Instructions to follow
Exactly the lines from the start of the data through the line containing "pub async fn create(&self, input: CreateDistributorInput)" should be output, with both ends kept and nothing added.

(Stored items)
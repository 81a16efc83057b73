//! Distributor management service
//!
//! Creating a distributor provisions a login account first and then the
//! profile row. The two writes go to different concerns (auth vs domain),
//! so the profile failure path compensates by removing the fresh account.

use chrono::{DateTime, Utc};
use serde::{Deserialize, Serialize};
use sqlx::PgPool;
use uuid::Uuid;

use crate::error::{AppError, AppResult};
use crate::services::auth::hash_password;
use shared::models::Role;
use shared::validation::{validate_email, validate_name, validate_password};

#[derive(Clone)]
pub struct DistributorService {
    db: PgPool,
}

/// A distributor profile
#[derive(Debug, Clone, Serialize, sqlx::FromRow)]
pub struct Distributor {
    pub id: Uuid,
    /// Login account backing this distributor
    pub user_id: Uuid,
    pub name: String,
    pub email: String,
    pub location: Option<String>,
    pub contact_info: Option<String>,
    pub is_active: bool,
    /// Referrer who introduced this distributor, if any
    pub referrer_id: Option<Uuid>,
    pub referrer_name: Option<String>,
    pub created_at: DateTime<Utc>,
}

/// Input for onboarding a new distributor
#[derive(Debug, Deserialize)]
pub struct CreateDistributorInput {
    pub name: String,
    pub email: String,
    pub password: String,
    pub location: Option<String>,
    pub contact_info: Option<String>,
    pub referrer_id: Option<Uuid>,
}

/// Input for editing an existing distributor profile
#[derive(Debug, Deserialize)]
pub struct UpdateDistributorInput {
    pub name: String,
    pub location: Option<String>,
    pub contact_info: Option<String>,
    pub referrer_id: Option<Uuid>,
    pub is_active: bool,
}

const DISTRIBUTOR_COLUMNS: &str = r#"
    SELECT d.id, d.user_id, d.name, u.email, d.location, d.contact_info,
           d.is_active, d.referrer_id, r.name AS referrer_name, d.created_at
    FROM distributors d
    JOIN users u ON u.id = d.user_id
    LEFT JOIN referrers r ON r.id = d.referrer_id
"#;

impl DistributorService {
    pub fn new(db: PgPool) -> Self {
        Self { db }
    }

    /// Onboard a distributor: login account first, then the profile row.
    pub async fn create(&self, input: CreateDistributorInput) -> AppResult<Distributor> {
        validate_name(&input.name).map_err(|msg| AppError::validation("name", msg))?;
        validate_email(&input.email).map_err(|msg| AppError::validation("email", msg))?;
        validate_password(&input.password).map_err(|msg| AppError::validation("password", msg))?;

        let existing = sqlx::query_scalar::<_, i64>("SELECT COUNT(*) FROM users WHERE email = $1")
            .bind(&input.email)
            .fetch_one(&self.db)
            .await?;
        if existing > 0 {
            return Err(AppError::DuplicateEntry("email".to_string()));
        }

        if let Some(referrer_id) = input.referrer_id {
            let found =
                sqlx::query_scalar::<_, i64>("SELECT COUNT(*) FROM referrers WHERE id = $1")
                    .bind(referrer_id)
                    .fetch_one(&self.db)
                    .await?;
            if found == 0 {
                return Err(AppError::NotFound("Referrer".to_string()));
            }
        }

        let password_hash = hash_password(&input.password)?;

        let user_id = sqlx::query_scalar::<_, Uuid>(
            r#"
            INSERT INTO users (email, password_hash, name, role)
            VALUES ($1, $2, $3, $4)
            RETURNING id
            "#,
        )
        .bind(&input.email)
        .bind(&password_hash)
        .bind(&input.name)
        .bind(Role::Distributor.as_str())
        .fetch_one(&self.db)
        .await?;

        let profile = sqlx::query_scalar::<_, Uuid>(
            r#"
            INSERT INTO distributors (user_id, name, location, contact_info, referrer_id)
            VALUES ($1, $2, $3, $4, $5)
            RETURNING id
            "#,
        )
        .bind(user_id)
        .bind(&input.name)
        .bind(&input.location)
        .bind(&input.contact_info)
        .bind(input.referrer_id)
        .fetch_one(&self.db)
        .await;

        let distributor_id = match profile {
            Ok(id) => id,
            Err(e) => {
                // Roll back the orphaned login account
                if let Err(cleanup) = sqlx::query("DELETE FROM users WHERE id = $1")
                    .bind(user_id)
                    .execute(&self.db)
                    .await
                {
                    tracing::error!(
                        user_id = %user_id,
                        error = %cleanup,
                        "failed to remove orphaned user after distributor profile insert failed"
                    );
                }
                return Err(AppError::DependentWriteFailure(format!(
                    "Distributor profile creation failed: {}",
                    e
                )));
            }
        };

        self.get(distributor_id).await
    }

    /// List all distributors, newest first
    pub async fn list(&self) -> AppResult<Vec<Distributor>> {
        let rows = sqlx::query_as::<_, Distributor>(&format!(
            "{} ORDER BY d.created_at DESC",
            DISTRIBUTOR_COLUMNS
        ))
        .fetch_all(&self.db)
        .await?;

        Ok(rows)
    }

    /// Fetch one distributor by profile id
    pub async fn get(&self, distributor_id: Uuid) -> AppResult<Distributor> {
        sqlx::query_as::<_, Distributor>(&format!("{} WHERE d.id = $1", DISTRIBUTOR_COLUMNS))
            .bind(distributor_id)
            .fetch_optional(&self.db)
            .await?
            .ok_or_else(|| AppError::NotFound("Distributor".to_string()))
    }

    /// Resolve the distributor profile backing a login account
    pub async fn get_by_user(&self, user_id: Uuid) -> AppResult<Distributor> {
        sqlx::query_as::<_, Distributor>(&format!("{} WHERE d.user_id = $1", DISTRIBUTOR_COLUMNS))
            .bind(user_id)
            .fetch_optional(&self.db)
            .await?
            .ok_or(AppError::ProfileNotFound("Distributor"))
    }

    /// Update a distributor profile
    pub async fn update(
        &self,
        distributor_id: Uuid,
        input: UpdateDistributorInput,
    ) -> AppResult<Distributor> {
        validate_name(&input.name).map_err(|msg| AppError::validation("name", msg))?;

        if let Some(referrer_id) = input.referrer_id {
            let found =
                sqlx::query_scalar::<_, i64>("SELECT COUNT(*) FROM referrers WHERE id = $1")
                    .bind(referrer_id)
                    .fetch_one(&self.db)
                    .await?;
            if found == 0 {
                return Err(AppError::NotFound("Referrer".to_string()));
            }
        }

        let result = sqlx::query(
            r#"
            UPDATE distributors
            SET name = $2, location = $3, contact_info = $4, referrer_id = $5, is_active = $6
            WHERE id = $1
            "#,
        )
        .bind(distributor_id)
        .bind(&input.name)
        .bind(&input.location)
        .bind(&input.contact_info)
        .bind(input.referrer_id)
        .bind(input.is_active)
        .execute(&self.db)
        .await?;

        if result.rows_affected() == 0 {
            return Err(AppError::NotFound("Distributor".to_string()));
        }

        // Keep the login account's active flag in step with the profile
        sqlx::query(
            "UPDATE users SET is_active = $2 WHERE id = (SELECT user_id FROM distributors WHERE id = $1)",
        )
        .bind(distributor_id)
        .bind(input.is_active)
        .execute(&self.db)
        .await?;

        self.get(distributor_id).await
    }
}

Answer for this exercise
repository 81a16efc83057b73
//! Distributor management service
//!
//! Creating a distributor provisions a login account first and then the
//! profile row. The two writes go to different concerns (auth vs domain),
//! so the profile failure path compensates by removing the fresh account.

use chrono::{DateTime, Utc};
use serde::{Deserialize, Serialize};
use sqlx::PgPool;
use uuid::Uuid;

use crate::error::{AppError, AppResult};
use crate::services::auth::hash_password;
use shared::models::Role;
use shared::validation::{validate_email, validate_name, validate_password};

#[derive(Clone)]
pub struct DistributorService {
    db: PgPool,
}

/// A distributor profile
#[derive(Debug, Clone, Serialize, sqlx::FromRow)]
pub struct Distributor {
    pub id: Uuid,
    /// Login account backing this distributor
    pub user_id: Uuid,
    pub name: String,
    pub email: String,
    pub location: Option<String>,
    pub contact_info: Option<String>,
    pub is_active: bool,
    /// Referrer who introduced this distributor, if any
    pub referrer_id: Option<Uuid>,
    pub referrer_name: Option<String>,
    pub created_at: DateTime<Utc>,
}

/// Input for onboarding a new distributor
#[derive(Debug, Deserialize)]
pub struct CreateDistributorInput {
    pub name: String,
    pub email: String,
    pub password: String,
    pub location: Option<String>,
    pub contact_info: Option<String>,
    pub referrer_id: Option<Uuid>,
}

/// Input for editing an existing distributor profile
#[derive(Debug, Deserialize)]
pub struct UpdateDistributorInput {
    pub name: String,
    pub location: Option<String>,
    pub contact_info: Option<String>,
    pub referrer_id: Option<Uuid>,
    pub is_active: bool,
}

const DISTRIBUTOR_COLUMNS: &str = r#"
    SELECT d.id, d.user_id, d.name, u.email, d.location, d.contact_info,
           d.is_active, d.referrer_id, r.name AS referrer_name, d.created_at
    FROM distributors d
    JOIN users u ON u.id = d.user_id
    LEFT JOIN referrers r ON r.id = d.referrer_id
"#;

impl DistributorService {
    pub fn new(db: PgPool) -> Self {
        Self { db }
    }

    /// Onboard a distributor: login account first, then the profile row.
    pub async fn create(&self, input: CreateDistributorInput) -> AppResult<Distributor> {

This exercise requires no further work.